Part of the problem, too, is that agents–and authors–get word count confused with the far more important issue of reader expectation. Assuming, often incorrectly, that one is central to the other. Whereas, it’s been my experience that no one ever left a book at the bookstore because, “gee, the blurb was awesome, the cover art was compelling, and the first two pages totally gripped me, but the spine seemed about one half inch too short.” Rather, reader expectation–again, in my experience–has more to do with the actual content of the book.
As I Lay Dying, A Separate Peace, and Slaughterhouse Five all clock in at under 60,000 words. Slaughterhouse Five, indeed, at just under 50,000. Making them, according to the same people who teach them in class and extol them as examples of a bygone (and vastly better) age, not real books. Does anyone else but me notice this logical disconnect? That the same person who’s invariably going to tell you that Atlas Shrugged is her favorite book would reject the manuscript, were it given to her today, as too long? Not politically correct? Who’d invariably cite reasons why the protagonists were unlikable?

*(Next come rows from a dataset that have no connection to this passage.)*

#[cfg(test)]
mod tests {
    use super::*;
    use contracts::FieldName;

    fn field(name: &str, offset: usize, encoding: BinaryEncoding, scale: f64) -> FieldDescriptor {
        FieldDescriptor {
            name: FieldName::new(name),
            offset,
            length: encoding.width(),
            binary_encoding: encoding,
            scale_factor: scale,
            unit: None,
            is_sync_word: false,
            is_checksum: false,
        }
    }

    /// 20-byte rocket telemetry layout
    fn rocket_schema() -> FrameSchema {
        use BinaryEncoding::*;
        let mut sync = field("sync_word", 0, UInt16, 1.0);
        sync.is_sync_word = true;
        let mut altitude = field("altitude", 2, UInt32, 0.1);
        altitude.unit = Some("m".into());
        let mut checksum = field("checksum", 19, UInt8, 1.0);
        checksum.is_checksum = true;
        FrameSchema {
            sync_word: 0xABCD,
            byte_order: ByteOrder::Big,
            total_length: 20,
            fields: vec![
                sync,
                altitude,
                field("velocity", 6, Int16, 0.1),
                field("engine_pressure", 8, UInt16, 0.5),
                field("rocket_id", 10, UInt8, 1.0),
                field("status_byte", 11, UInt8, 1.0),
                field("timestamp_s", 12, UInt32, 1.0),
                field("temperature", 16, Int16, 0.25),
                field("reserved", 18, UInt8, 1.0),
                checksum,
            ],
        }
    }

    fn codec() -> FrameCodec {
        FrameCodec::new(Arc::new(rocket_schema()))
    }

    fn sample_frame() -> Vec<u8> {
        let mut frame = vec![0u8; 20];
        frame[..8].copy_from_slice(&[0xAB, 0xCD, 0x00, 0x00, 0x03, 0xE8, 0xFF, 0x9C]);
        frame[19] = 0xEE;
        frame
    }

    #[test]
    fn test_decode_scales_and_keeps_raw_fields() {
        let record = codec().decode(&sample_frame()).unwrap();

        assert_eq!(record.get("sync_word"), Some(&FieldValue::Unsigned(0xABCD)));
        assert_eq!(record.get("altitude"), Some(&FieldValue::Float(100.0)));
        assert_eq!(record.get("checksum"), Some(&FieldValue::Unsigned(0xEE)));
        let velocity = record.get("velocity").and_then(FieldValue::as_f64).unwrap();
        assert!((velocity - -10.0).abs() < 1e-9);
        assert_eq!(record.entry("altitude").unwrap().unit.as_deref(), Some("m"));
        assert_eq!(record.len(), 10);
    }

    #[test]
    fn test_decode_rejects_wrong_sync() {
        let mut frame = sample_frame();
        frame[0] = 0x00;
        frame[1] = 0x00;
        let err = codec().decode(&frame).unwrap_err();
        assert_eq!(
            err,
            FrameError::SyncMismatch {
                expected: 0xABCD,
                actual: 0x0000
            }
        );
    }

    #[test]
    fn test_decode_short_input() {
        let codec = codec();
        for len in [0, 1, 2, 19] {
            let err = codec.decode(&sample_frame()[..len]).unwrap_err();
            assert_eq!(
                err,
                FrameError::FrameTooShort {
                    expected: 20,
                    actual: len
                }
            );
        }
    }

    #[test]
    fn test_decode_ignores_trailing_bytes() {
        let mut frame = sample_frame();
        frame.extend_from_slice(&[0x11, 0x22]);
        let record = codec().decode(&frame).unwrap();
        assert_eq!(record.get("altitude"), Some(&FieldValue::Float(100.0)));
    }

    #[test]
    fn test_little_endian_layout() {
        let mut schema = rocket_schema();
        schema.byte_order = ByteOrder::Little;
        let codec = FrameCodec::new(Arc::new(schema));
        let mut frame = vec![0u8; 20];
        frame[..6].copy_from_slice(&[0xCD, 0xAB, 0xE8, 0x03, 0x00, 0x00]);
        let record = codec.decode(&frame).unwrap();
        assert_eq!(record.get("altitude"), Some(&FieldValue::Float(100.0)));
    }

    #[test]
    fn test_field_failure_is_isolated() {
        let mut schema = rocket_schema();
        // Declared width disagrees with the encoding.
        schema.fields[8].length = 2;
        schema.fields[8].binary_encoding = BinaryEncoding::UInt32;
        let record = FrameCodec::new(Arc::new(schema)).decode(&sample_frame()).unwrap();

        assert!(matches!(
            record.get("reserved"),
            Some(FieldValue::Invalid(FieldError::WidthMismatch { .. }))
        ));
        assert_eq!(record.get("altitude"), Some(&FieldValue::Float(100.0)));
        assert_eq!(record.invalid_count(), 1);
    }

    #[test]
    fn test_field_past_end_reports_insufficient_data() {
        let mut schema = rocket_schema();
        schema.total_length = 18;
        schema.fields.truncate(8);
        schema.fields.push(field("tail", 17, BinaryEncoding::UInt16, 1.0));
        let record = FrameCodec::new(Arc::new(schema)).decode(&sample_frame()[..18]).unwrap();
        assert_eq!(
            record.get("tail"),
            Some(&FieldValue::Invalid(FieldError::InsufficientData {
                expected: 2,
                actual: 1
            }))
        );
    }

    #[test]
    fn test_overflowing_offset_is_marked_invalid() {
        let mut schema = rocket_schema();
        schema.fields[8].offset = usize::MAX;
        let record = FrameCodec::new(Arc::new(schema)).decode(&sample_frame()).unwrap();

        assert_eq!(
            record.get("reserved"),
            Some(&FieldValue::Invalid(FieldError::InsufficientData {
                expected: 1,
                actual: 0
            }))
        );
        assert_eq!(record.invalid_count(), 1);
    }

    #[test]
    fn test_decode_without_sync_field() {
        let mut schema = rocket_schema();
        schema.fields[0].is_sync_word = false;
        let codec = FrameCodec::new(Arc::new(schema));
        let record = codec.decode(&[0u8; 20]).unwrap();
        // No longer raw: scaled like any other field.
        assert_eq!(record.get("sync_word"), Some(&FieldValue::Float(0.0)));
    }

    #[test]
    fn test_round_trip() {
        let codec = codec();
        let record: DecodedRecord = [
            ("sync_word", FieldValue::Unsigned(0xABCD)),
            ("altitude", FieldValue::Float(1234.5)),
            ("velocity", FieldValue::Float(-12.5)),
            ("engine_pressure", FieldValue::Float(750.5)),
            ("rocket_id", FieldValue::Float(1.0)),
            ("status_byte", FieldValue::Float(5.0)),
            ("timestamp_s", FieldValue::Float(1_700_000_000.0)),
            ("temperature", FieldValue::Float(-40.25)),
            ("reserved", FieldValue::Float(0.0)),
            ("checksum", FieldValue::Unsigned(0xEE)),
        ]
        .into_iter()
        .map(|(name, value)| (FieldName::new(name), value))
        .collect();

        let frame = codec.encode(&record).unwrap();
        assert_eq!(frame.len(), 20);
        assert_eq!(&frame[..2], &[0xAB, 0xCD]);

        let decoded = codec.decode(&frame).unwrap();
        for entry in record.iter() {
            let got = decoded.get(&entry.name).and_then(FieldValue::as_f64).unwrap();
            let want = entry.value.as_f64().unwrap();
            assert!((got - want).abs() < 1e-6, "{}: {got} != {want}", entry.name);
        }
        assert_eq!(codec.encode(&decoded).unwrap(), frame);
    }

    #[test]
    fn test_encode_rejects_out_of_range() {
        let codec = codec();
        let mut record = codec.decode(&sample_frame()).unwrap();
        let overflow: DecodedRecord = record
            .iter()
            .map(|f| {
                let value = if f.name == "rocket_id" {
                    FieldValue::Float(256.0)
                } else {
                    f.value.clone()
                };
                (f.name.clone(), value)
            })
            .collect();
        let err = codec.encode(&overflow).unwrap_err();
        assert!(matches!(err, FrameError::EncodingError { ref field, .. } if field == "rocket_id"));

        record = record.with("extra", FieldValue::Unsigned(1));
        assert_eq!(
            codec.encode(&record).unwrap_err(),
            FrameError::FieldCountMismatch {
                expected: 10,
                actual: 11
            }
        );
    }

    #[test]
    fn test_encode_rejects_gap_and_invalid() {
        let mut schema = rocket_schema();
        schema.fields.remove(8);
        schema.total_length = 20;
        let codec = FrameCodec::new(Arc::new(schema));
        let record: DecodedRecord = codec
            .schema()
            .fields
            .iter()
            .map(|f| (f.name.clone(), FieldValue::Unsigned(0)))
            .collect();
        let err = codec.encode(&record).unwrap_err();
        assert!(matches!(err, FrameError::EncodingError { ref field, ref reason } if field == "checksum" && reason.starts_with("gap")));

        let codec = self::codec();
        let mut record = codec.decode(&sample_frame()).unwrap();
        record = record
            .iter()
            .map(|f| {
                let value = if f.name == "velocity" {
                    FieldValue::Invalid(FieldError::InsufficientData {
                        expected: 2,
                        actual: 0,
                    })
                } else {
                    f.value.clone()
                };
                (f.name.clone(), value)
            })
            .collect();
        assert!(codec.encode(&record).is_err());
    }

    #[test]
    fn test_encode_length_mismatch_is_loud() {
        let mut schema = rocket_schema();
        schema.total_length = 24;
        let codec = FrameCodec::new(Arc::new(schema));
        let record = self::codec().decode(&sample_frame()).unwrap();
        assert_eq!(
            codec.encode(&record).unwrap_err(),
            FrameError::FrameLengthMismatch {
                expected: 24,
                actual: 20
            }
        );
    }
}
//! 协作式关闭信号
//!
//! `ShutdownCoordinator` 包装一个 `CancellationToken`，显式传给每个长生命周期的循环。

use std::sync::atomic::{AtomicBool, Ordering};
use std::sync::Arc;
use std::time::Duration;

use tokio::task::JoinHandle;
use tokio_util::sync::CancellationToken;
use tracing::{info, warn};

/// Shutdown coordinator
#[derive(Debug, Clone, Default)]
pub struct ShutdownCoordinator {
    token: CancellationToken,
    signaled: Arc<AtomicBool>,
}

impl ShutdownCoordinator {
    pub fn new() -> Self {
        Self::default()
    }

    /// 发出关闭信号
    ///
    /// 只有第一次调用返回 `true`。
    pub fn signal(&self) -> bool {
        let first = !self.signaled.swap(true, Ordering::SeqCst);
        self.token.cancel();
        first
    }

    pub fn is_signaled(&self) -> bool {
        self.token.is_cancelled()
    }

    /// 等待关闭信号
    pub async fn cancelled(&self) {
        self.token.cancelled().await;
    }

    /// 为子组件派生 token (父级取消时子级也取消)
    pub fn child(&self) -> CancellationToken {
        self.token.child_token()
    }

    /// 可取消的睡眠
    ///
    /// 睡满返回 `true`，被关闭信号打断返回 `false`。
    pub async fn sleep(&self, duration: Duration) -> bool {
        if duration.is_zero() {
            return !self.is_signaled();
        }
        tokio::select! {
            _ = self.token.cancelled() => false,
            _ = tokio::time::sleep(duration) => true,
        }
    }

    /// 将 Ctrl-C / SIGTERM 映射到 `signal()`
    pub fn listen_for_os_signals(&self) -> JoinHandle<()> {
        let coordinator = self.clone();
        tokio::spawn(async move {
            tokio::select! {
                _ = coordinator.cancelled() => {}
                name = wait_for_os_signal() => {
                    if coordinator.signal() {
                        info!(signal = name, "shutdown requested");
                    }
                }
            }
        })
    }
}

#[cfg(unix)]
async fn wait_for_os_signal() -> &'static str {
    use tokio::signal::unix::{signal, SignalKind};

    match signal(SignalKind::terminate()) {
        Ok(mut sigterm) => tokio::select! {
            _ = tokio::signal::ctrl_c() => "SIGINT",
            _ = sigterm.recv() => "SIGTERM",
        },
        Err(e) => {
            warn!(error = %e, "cannot install SIGTERM handler, listening for Ctrl-C only");
            ctrl_c_only().await
        }
    }
}

#[cfg(not(unix))]
async fn wait_for_os_signal() -> &'static str {
    ctrl_c_only().await
}

async fn ctrl_c_only() -> &'static str {
    if let Err(e) = tokio::signal::ctrl_c().await {
        warn!(error = %e, "cannot install Ctrl-C handler");
        std::future::pending::<()>().await;
    }
    "SIGINT"
}
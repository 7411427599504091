//! 通道帧源
//!
//! 由外部任务 (串口/UDP 读取器、测试) 推送帧，管线侧按需拉取。

use std::sync::Arc;
use std::time::Duration;

use async_channel::{bounded, Receiver, Sender};
use bytes::Bytes;
use contracts::FrameSupplier;
use tracing::trace;

use crate::metrics::SourceMetrics;

/// 通道帧源
///
/// 超时或通道关闭都视为一次拉取失败。
pub struct ChannelFrameSource {
    rx: Receiver<Bytes>,
    recv_timeout: Option<Duration>,
    metrics: Arc<SourceMetrics>,
}

impl ChannelFrameSource {
    pub fn new(rx: Receiver<Bytes>, recv_timeout: Option<Duration>) -> Self {
        Self {
            rx,
            recv_timeout,
            metrics: Arc::new(SourceMetrics::new()),
        }
    }

    /// 创建有界通道，返回发送端与帧源
    pub fn bounded(capacity: usize, recv_timeout: Option<Duration>) -> (Sender<Bytes>, Self) {
        let (tx, rx) = bounded(capacity.max(1));
        (tx, Self::new(rx, recv_timeout))
    }

    pub fn metrics(&self) -> &Arc<SourceMetrics> {
        &self.metrics
    }
}

impl FrameSupplier for ChannelFrameSource {
    async fn next_frame(&mut self) -> Option<Bytes> {
        let received = match self.recv_timeout {
            Some(limit) => tokio::time::timeout(limit, self.rx.recv())
                .await
                .ok()
                .and_then(Result::ok),
            None => self.rx.recv().await.ok(),
        };
        match received {
            Some(frame) => {
                self.metrics.record_supplied();
                Some(frame)
            }
            None => {
                self.metrics.record_failure();
                trace!(closed = self.rx.is_closed(), "channel pull produced no frame");
                None
            }
        }
    }
}
//! Handler implementations
//!
//! Contains ConsoleHandler, FileLogHandler and BroadcastHandler.

mod broadcast;
mod console;
mod file;

pub use self::broadcast::{BroadcastConfig, BroadcastHandler, DEFAULT_ADDR, DEFAULT_CLIENT_BUFFER};
pub use self::console::ConsoleHandler;
pub use self::file::{FileLogConfig, FileLogHandler, DEFAULT_LOG_PATH};

use contracts::{HandlerConfig, HandlerType, PipelineSettings};
use tracing::instrument;

use crate::error::DispatchError;
use crate::handle::BoxedHandler;

/// Create a handler from configuration
///
/// Only builds the handler; resources are acquired by `setup`.
#[instrument(
    name = "dispatcher_create_handler",
    skip(config, settings),
    fields(handler = %config.name, handler_type = ?config.handler_type)
)]
pub fn create_handler(
    config: &HandlerConfig,
    settings: &PipelineSettings,
) -> Result<BoxedHandler, DispatchError> {
    match config.handler_type {
        HandlerType::Console => {
            let handler = ConsoleHandler::from_params(&config.name, &config.params)
                .map_err(|e| DispatchError::handler_creation(&config.name, e))?;
            Ok(Box::new(handler))
        }
        HandlerType::File => Ok(Box::new(FileLogHandler::from_params(
            &config.name,
            &config.params,
        ))),
        HandlerType::Broadcast => {
            let broadcast = BroadcastConfig::from_params(&config.params, settings, config.queue_capacity)
                .map_err(|e| DispatchError::handler_creation(&config.name, e))?;
            Ok(Box::new(BroadcastHandler::new(&config.name, broadcast)))
        }
    }
}
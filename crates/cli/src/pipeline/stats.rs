//! Relay run statistics.

use dispatcher::RunSummary;
use ingestion::SourceMetricsSnapshot;

/// Statistics from a relay run
#[derive(Debug, Clone)]
pub struct RelayStats {
    pub source_kind: &'static str,

    /// Counters kept by the frame source
    pub source: SourceMetricsSnapshot,

    /// Pipeline result
    pub summary: RunSummary,
}

impl RelayStats {
    /// Decoded frames per second
    pub fn fps(&self) -> f64 {
        let secs = self.summary.duration.as_secs_f64();
        if secs > 0.0 {
            self.summary.frames_decoded as f64 / secs
        } else {
            0.0
        }
    }

    /// Rejected frames as a percentage of frames seen
    pub fn reject_rate(&self) -> f64 {
        let seen = self.summary.frames_decoded + self.summary.frames_rejected;
        if seen > 0 {
            self.summary.frames_rejected as f64 / seen as f64 * 100.0
        } else {
            0.0
        }
    }

    /// Print detailed summary
    pub fn print_summary(&self) {
        let s = &self.summary;
        println!("\n╔══════════════════════════════════════════════════════════════╗");
        println!("║                    Relay Statistics                          ║");
        println!("╚══════════════════════════════════════════════════════════════╝\n");

        println!("Overview");
        println!("   ├─ Outcome: {}", s.outcome);
        println!("   ├─ Duration: {:.2}s", s.duration.as_secs_f64());
        println!("   ├─ Frames decoded: {}", s.frames_decoded);
        println!(
            "   ├─ Frames rejected: {} ({:.2}%)",
            s.frames_rejected,
            self.reject_rate()
        );
        println!("   ├─ Source failures: {}", s.source_failures);
        println!("   ├─ FPS: {:.2}", self.fps());
        println!("   └─ Decode latency (us): {}", s.decode_latency_us);

        println!("\nSource ({})", self.source_kind);
        println!("   ├─ Frames supplied: {}", self.source.frames_supplied);
        println!("   ├─ Empty pulls: {}", self.source.failures);
        println!("   └─ Corrupted: {}", self.source.corrupted);

        println!("\nHandlers");
        for (name, metrics) in &s.handlers {
            println!("   ├─ {name}: {metrics}");
        }
        for name in &s.excluded_handlers {
            println!("   ├─ {name}: excluded (setup failed)");
        }
        println!("   └─ Envelopes lost: {}", s.envelopes_lost());

        println!();
    }
}
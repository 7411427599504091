//! Per-handler delivery counters

use std::sync::atomic::{AtomicU64, AtomicUsize, Ordering};

/// Metrics for a single handler
#[derive(Debug, Default)]
pub struct HandlerMetrics {
    /// Envelopes waiting in the worker queue
    queue_len: AtomicUsize,
    /// `handle` returned Ok
    delivered: AtomicU64,
    /// `handle` returned an error
    failed: AtomicU64,
    /// Envelopes dropped because the worker was gone
    dropped: AtomicU64,
    /// Envelopes dropped after waiting `handler_timeout` for queue space
    timed_out: AtomicU64,
}

impl HandlerMetrics {
    pub fn new() -> Self {
        Self::default()
    }

    pub fn queue_len(&self) -> usize {
        self.queue_len.load(Ordering::Relaxed)
    }

    pub fn set_queue_len(&self, len: usize) {
        self.queue_len.store(len, Ordering::Relaxed);
    }

    pub fn delivered(&self) -> u64 {
        self.delivered.load(Ordering::Relaxed)
    }

    pub fn inc_delivered(&self) {
        self.delivered.fetch_add(1, Ordering::Relaxed);
    }

    pub fn failed(&self) -> u64 {
        self.failed.load(Ordering::Relaxed)
    }

    pub fn inc_failed(&self) {
        self.failed.fetch_add(1, Ordering::Relaxed);
    }

    pub fn dropped(&self) -> u64 {
        self.dropped.load(Ordering::Relaxed)
    }

    pub fn inc_dropped(&self) {
        self.dropped.fetch_add(1, Ordering::Relaxed);
    }

    pub fn timed_out(&self) -> u64 {
        self.timed_out.load(Ordering::Relaxed)
    }

    pub fn inc_timed_out(&self) {
        self.timed_out.fetch_add(1, Ordering::Relaxed);
    }

    /// Get snapshot of all counters
    pub fn snapshot(&self) -> HandlerMetricsSnapshot {
        HandlerMetricsSnapshot {
            queue_len: self.queue_len(),
            delivered: self.delivered(),
            failed: self.failed(),
            dropped: self.dropped(),
            timed_out: self.timed_out(),
        }
    }
}

/// Snapshot of handler metrics (for reporting)
#[derive(Debug, Clone, Copy, Default, PartialEq, Eq)]
pub struct HandlerMetricsSnapshot {
    pub queue_len: usize,
    pub delivered: u64,
    pub failed: u64,
    pub dropped: u64,
    pub timed_out: u64,
}

impl HandlerMetricsSnapshot {
    /// Envelopes shed or timed out instead of being delivered
    pub fn lost(&self) -> u64 {
        self.dropped + self.timed_out
    }
}

impl std::fmt::Display for HandlerMetricsSnapshot {
    fn fmt(&self, f: &mut std::fmt::Formatter<'_>) -> std::fmt::Result {
        write!(
            f,
            "delivered={}, failed={}, dropped={}, timed_out={}",
            self.delivered, self.failed, self.dropped, self.timed_out
        )
    }
}
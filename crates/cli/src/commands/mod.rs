//! Command implementations.

mod info;
mod run;
mod validate;

pub use info::run_info;
pub use run::run_relay;
pub use validate::run_validate;
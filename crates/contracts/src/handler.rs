//! OutputHandler trait - 分发管线的输出接口
//!
//! Handlers declare how they want to be delivered to; the pipeline never
//! inspects the concrete type.

use serde::{Deserialize, Serialize};

use crate::{ContractError, RecordEnvelope};

/// How the pipeline delivers envelopes to a handler
#[derive(Debug, Clone, Copy, PartialEq, Eq, Serialize, Deserialize)]
#[serde(rename_all = "snake_case")]
pub enum DeliveryMode {
    /// `handle` may wait on I/O. The handler gets its own worker behind a
    /// bounded queue.
    Blocking,
    /// `handle` returns without waiting (bounded enqueue, drop-newest). The
    /// producer calls it inline.
    NonBlocking,
}

/// Output handler
///
/// Lifecycle: `setup` once, `handle` per envelope, `teardown` exactly once
/// (also when `setup` failed).
#[trait_variant::make(OutputHandler: Send)]
pub trait LocalOutputHandler {
    /// Handler name (used for logging/metrics)
    fn name(&self) -> &str;

    fn delivery_mode(&self) -> DeliveryMode;

    /// Acquire resources (open files, bind sockets)
    async fn setup(&mut self) -> Result<(), ContractError>;

    /// Deliver one envelope
    ///
    /// # Errors
    /// Returns a delivery error; the pipeline logs and counts it, other
    /// handlers are unaffected.
    async fn handle(&mut self, envelope: &RecordEnvelope) -> Result<(), ContractError>;

    /// Release resources
    async fn teardown(&mut self) -> Result<(), ContractError>;
}
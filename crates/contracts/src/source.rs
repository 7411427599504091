//! FrameSupplier trait - 帧来源接口

use bytes::Bytes;

/// Supplies raw frames, one complete frame per call.
///
/// `None` (or an empty buffer) is a transient failure; the pipeline retries
/// according to its retry policy.
#[trait_variant::make(FrameSupplier: Send)]
pub trait LocalFrameSupplier {
    async fn next_frame(&mut self) -> Option<Bytes>;
}
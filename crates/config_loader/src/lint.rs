//! 非致命配置问题
//!
//! 校验通过后仍值得提示的配置，作为值返回，由调用方决定如何呈现。

use std::fmt;

use contracts::{HandlerType, TelemetryBlueprint};

/// A configuration that loads but probably does not do what was meant
#[derive(Debug, Clone, PartialEq, Eq)]
pub enum ConfigWarning {
    /// No field carries `is_sync_word`: every frame is accepted
    NoSyncField,
    /// Checksum field present; it is decoded but never verified
    ChecksumNotVerified { field: String },
    /// Declared fields leave part of the frame undecoded
    UncoveredBytes { covered: usize, total: usize },
    /// No `[[handlers]]`: console + file defaults are used
    DefaultHandlers,
    /// `max_frames = 0`: the relay runs until stopped
    Unbounded,
    /// `source_timestamp_field` names no schema field
    MissingTimestampField { field: String },
    /// Several broadcast handlers, each needs its own address
    MultipleBroadcast { count: usize },
}

impl fmt::Display for ConfigWarning {
    fn fmt(&self, f: &mut fmt::Formatter<'_>) -> fmt::Result {
        match self {
            Self::NoSyncField => {
                write!(f, "No sync field declared - frames will not be sync-checked")
            }
            Self::ChecksumNotVerified { field } => {
                write!(f, "Checksum field '{field}' is decoded but not verified")
            }
            Self::UncoveredBytes { covered, total } => write!(
                f,
                "Fields cover {covered} of {total} bytes - remaining bytes are ignored"
            ),
            Self::DefaultHandlers => {
                write!(f, "No handlers configured - using default console + file handlers")
            }
            Self::Unbounded => write!(f, "pipeline.max_frames is 0 - relay runs until stopped"),
            Self::MissingTimestampField { field } => write!(
                f,
                "pipeline.source_timestamp_field '{field}' is not a schema field - records carry no source timestamp"
            ),
            Self::MultipleBroadcast { count } => write!(
                f,
                "{count} broadcast handlers - each needs its own addr"
            ),
        }
    }
}

/// 收集已通过校验的配置上的警告
pub fn lint(blueprint: &TelemetryBlueprint) -> Vec<ConfigWarning> {
    let schema = &blueprint.schema;
    let mut warnings = Vec::new();

    if schema.sync_field().is_none() {
        warnings.push(ConfigWarning::NoSyncField);
    }

    if let Some(checksum) = schema.checksum_field() {
        warnings.push(ConfigWarning::ChecksumNotVerified {
            field: checksum.name.to_string(),
        });
    }

    let mut covered = vec![false; schema.total_length];
    for field in &schema.fields {
        if let Some(bytes) = field.end().and_then(|end| covered.get_mut(field.offset..end)) {
            bytes.fill(true);
        }
    }
    let covered = covered.iter().filter(|&&b| b).count();
    if covered < schema.total_length {
        warnings.push(ConfigWarning::UncoveredBytes {
            covered,
            total: schema.total_length,
        });
    }

    if blueprint.handlers.is_empty() {
        warnings.push(ConfigWarning::DefaultHandlers);
    }

    if blueprint.pipeline.max_frames == 0 {
        warnings.push(ConfigWarning::Unbounded);
    }

    let ts = blueprint.pipeline.source_timestamp_field.as_str();
    if !schema.fields.iter().any(|f| f.name.as_str() == ts) {
        warnings.push(ConfigWarning::MissingTimestampField {
            field: ts.to_string(),
        });
    }

    let broadcasts = blueprint
        .effective_handlers()
        .iter()
        .filter(|h| h.handler_type == HandlerType::Broadcast)
        .count();
    if broadcasts > 1 {
        warnings.push(ConfigWarning::MultipleBroadcast { count: broadcasts });
    }

    warnings
}
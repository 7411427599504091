//! Dispatcher error types

use thiserror::Error;

/// Dispatcher-specific errors
#[derive(Debug, Error)]
pub enum DispatchError {
    /// Every registered handler failed its setup
    #[error("no active handlers: every registered handler failed setup")]
    NoActiveHandlers,

    /// Handler could not be built from its configuration
    #[error("failed to create handler '{name}': {message}")]
    HandlerCreation { name: String, message: String },

    /// A background task did not finish within its grace period
    #[error("{component} did not stop within {grace_ms} ms, aborted")]
    ShutdownTimeout { component: String, grace_ms: u64 },

    /// Error reported by a handler or a contract type
    #[error("handler error: {0}")]
    Contract(#[from] contracts::ContractError),

    /// IO error
    #[error("io error: {0}")]
    Io(#[from] std::io::Error),
}

impl DispatchError {
    /// Create a handler creation error
    pub fn handler_creation(name: impl Into<String>, message: impl Into<String>) -> Self {
        Self::HandlerCreation {
            name: name.into(),
            message: message.into(),
        }
    }

    pub fn shutdown_timeout(component: impl Into<String>, grace: std::time::Duration) -> Self {
        Self::ShutdownTimeout {
            component: component.into(),
            grace_ms: grace.as_millis() as u64,
        }
    }
}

It’s unfortunately true, especially in this industry, that nothing succeeds like success. Which means that, equally unfortunately, nobody’s going to give you the time of day until you’ve proved yourself–and it’s virtually impossible to do that while sublimating everything that makes you different and wonderful and special into a set of arbitrary standards. Turning yourself, as it were, into the Stepford Wife of books.
Write something good enough that you can defend your choices–including word count–and then keep defending it. Decide what you stand for, as Clay Christiansen says, and then stand for it all the time. Don’t let anyone talk you into neutering your characters, or your plot, against your better judgment; trust me, there’s time enough to sell out, later. Go for your dreams, first. Publish the book you want to publish, and go with the publishing method–not that feeds your end-cap fantasies but that makes getting that book, your book, in your hands a tangible reality.
The rest will come, or it won’t. No publishing method, just like no word count, can ensure success. All you can ensure is that you’re staying true to yourself.